Investing in an Era of Big Oil and Big Banks

by: Kevin Feldman

A lot has been written already about both of these topics, but I was reminded again, while exploring the new Forbes Global 2000 rankings, of the dominance of the largest banks and oil companies: they constitute eight of the Forbes top ten biggest companies in the world. I wondered if this was unique to the methodology the magazine chose (after some filtering, equal weight on sales, profits, assets and market cap). Is Forbes’ view of the 10 “largest” companies in the world the same as the market’s?

The answer turns out to be: pretty much. With the notable exceptions of Apple (NASDAQ:AAPL) at #2 and Microsoft (NASDAQ:MSFT)at #6, the top 10 when sorted by market cap remains dominated by big oil and big banks.

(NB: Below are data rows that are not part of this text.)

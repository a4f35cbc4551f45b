//! Web layer.
//!
//! Thin axum handlers over the resolver: the two proxy routes, liveness,
//! and a small admin surface for the backoff gate. HTTPS termination is a
//! reverse proxy's job.

use anyhow::Result;
use axum::{
    routing::{get, post},
    Router,
};
use std::net::SocketAddr;
use std::path::PathBuf;
use std::sync::Arc;
use tower_http::{cors::CorsLayer, trace::TraceLayer};

use crate::{
    backoff::BackoffGate, config::Config, index::ProgramImageIndex, resolver::PosterResolver,
};

pub mod handlers;

/// Application state shared across all handlers
#[derive(Clone)]
pub struct AppState {
    pub resolver: Arc<PosterResolver>,
    pub gate: Arc<BackoffGate>,
    pub index: Arc<ProgramImageIndex>,
    pub cache_dir: PathBuf,
}

/// Build the full route table over the given state. Exposed separately so
/// tests can drive the router without binding a socket.
pub fn build_router(state: AppState) -> Router {
    Router::new()
        .route("/health", get(handlers::health))
        // On-demand poster proxy. First request downloads from upstream and
        // stores by image id; later requests serve from disk.
        .route("/proxy/sd/:program_id", get(handlers::serve_poster))
        .route(
            "/proxy/sd/:program_id/:image_id",
            get(handlers::serve_pinned_poster),
        )
        .route("/api/v1/status", get(handlers::status))
        .route("/api/v1/pause/clear", post(handlers::clear_pause))
        .layer(TraceLayer::new_for_http())
        .layer(CorsLayer::permissive())
        .with_state(state)
}

/// Web server configuration and setup
pub struct WebServer {
    app: Router,
    addr: SocketAddr,
}

impl WebServer {
    pub fn new(
        config: &Config,
        resolver: Arc<PosterResolver>,
        gate: Arc<BackoffGate>,
        index: Arc<ProgramImageIndex>,
    ) -> Result<Self> {
        let app = build_router(AppState {
            resolver,
            gate,
            index,
            cache_dir: config.storage.cache_dir.clone(),
        });
        let addr: SocketAddr = format!("{}:{}", config.web.host, config.web.port).parse()?;
        Ok(Self { app, addr })
    }

    /// Start the web server
    pub async fn serve(self) -> Result<()> {
        let listener = tokio::net::TcpListener::bind(&self.addr).await?;
        axum::serve(listener, self.app).await?;
        Ok(())
    }

    pub fn host(&self) -> String {
        self.addr.ip().to_string()
    }

    pub fn port(&self) -> u16 {
        self.addr.port()
    }
}
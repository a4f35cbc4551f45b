//! Operator-curated image blocklist.
//!
//! A plain-text sidecar of newline-delimited image ids. Listed images are
//! never served: matching cache files are deleted and their index mappings
//! pruned. The file is re-read whenever its modification time changes, so
//! edits take effect without a restart.

use std::collections::HashSet;
use std::path::PathBuf;
use std::sync::RwLock;
use std::time::SystemTime;

use tracing::{info, warn};

#[derive(Default)]
struct BlockState {
    entries: HashSet<String>,
    mod_time: Option<SystemTime>,
    active: bool,
}

pub struct Blocklist {
    path: PathBuf,
    state: RwLock<BlockState>,
}

impl Blocklist {
    pub fn new(path: PathBuf) -> Self {
        let list = Self {
            path,
            state: RwLock::new(BlockState::default()),
        };
        list.reload_if_changed();
        list
    }

    pub fn contains(&self, image_id: &str) -> bool {
        if image_id.is_empty() {
            return false;
        }
        self.reload_if_changed();
        let state = self.state.read().unwrap();
        state.active && state.entries.contains(image_id)
    }

    fn reload_if_changed(&self) {
        let mod_time = match std::fs::metadata(&self.path) {
            Ok(meta) => meta.modified().ok(),
            Err(_) => {
                // File gone: deactivate.
                let mut state = self.state.write().unwrap();
                state.entries.clear();
                state.mod_time = None;
                state.active = false;
                return;
            }
        };

        {
            let state = self.state.read().unwrap();
            if state.active && state.mod_time.is_some() && state.mod_time == mod_time {
                return;
            }
        }

        let data = match std::fs::read_to_string(&self.path) {
            Ok(data) => data,
            Err(e) => {
                warn!(path = %self.path.display(), error = %e, "unable to read blocklist file");
                let mut state = self.state.write().unwrap();
                state.entries.clear();
                state.active = false;
                return;
            }
        };

        let entries: HashSet<String> = data
            .lines()
            .map(str::trim)
            .filter(|line| !line.is_empty())
            .map(str::to_string)
            .collect();

        info!(path = %self.path.display(), entries = entries.len(), "loaded image blocklist");

        let mut state = self.state.write().unwrap();
        state.entries = entries;
        state.mod_time = mod_time;
        state.active = true;
    }
}

#[cfg(test)]
mod tests {
    use super::*;
    use tempfile::TempDir;

    #[test]
    fn missing_file_blocks_nothing() {
        let dir = TempDir::new().unwrap();
        let list = Blocklist::new(dir.path().join("blocklist.txt"));
        assert!(!list.contains("anything"));
    }

    #[test]
    fn listed_ids_are_blocked() {
        let dir = TempDir::new().unwrap();
        let path = dir.path().join("blocklist.txt");
        std::fs::write(&path, "bad-image\n\n  spaced-image  \n").unwrap();

        let list = Blocklist::new(path);
        assert!(list.contains("bad-image"));
        assert!(list.contains("spaced-image"));
        assert!(!list.contains("good-image"));
        assert!(!list.contains(""));
    }

    #[test]
    fn edits_are_picked_up() {
        let dir = TempDir::new().unwrap();
        let path = dir.path().join("blocklist.txt");
        std::fs::write(&path, "first\n").unwrap();

        let list = Blocklist::new(path.clone());
        assert!(list.contains("first"));

        // Rewrite with a different entry and a bumped mtime.
        std::fs::write(&path, "second\n").unwrap();
        let newer = std::time::SystemTime::now() + std::time::Duration::from_secs(2);
        let file = std::fs::File::options().append(true).open(&path).unwrap();
        file.set_modified(newer).unwrap();

        assert!(list.contains("second"));
        assert!(!list.contains("first"));
    }
}
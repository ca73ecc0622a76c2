//! Concrete controller implementations for neurodrive agents.
//!
//! [`network`] holds the layered feed-forward network and its flat gene
//! encoding; [`controllers`] wires it (plus a random baseline and a manual
//! variant) into the core crate's `Controller` trait.

pub mod controllers;
pub mod network;

pub use controllers::{ManualController, ManualInput, NeuralController, RandomController};
pub use network::{NetworkError, NeuralNetwork};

Putting aside the related public policy questions on big bank rescues and the future of energy in the developed world, the Forbes rankings got me wondering about a different question. How is the concentration of banks and oil companies tilting my U.S. large cap exposure?

Here the news is a bit better than I expected. Though the top 10 names below represent almost 19% of the S&P 500 index, there’s much better diversification across industries than there is on the global Forbes list. Click to enlarge:

Source: Standard & Poors as of 5/9/2011. Subject to change.

How have sector weights changed over the past year? Not surprisingly, given rising oil prices, energy stocks have increased from 10.9% of the S&P 500 to 12.37% over the past year (see table below, click to enlarge), while financials have actually declined a bit, from 16.5% to 15.45.%.

Source: Standard & Poors as of 5/9/2011. Subject to change.

No doubt mega banks and oil companies are here to stay, so it’s worth keeping an eye on whether your portfolio is leaning too much in their direction. But for broad indices like the S&P 500, you should be well diversified for now.

Disclaimer: Diversification may not protect against market risk.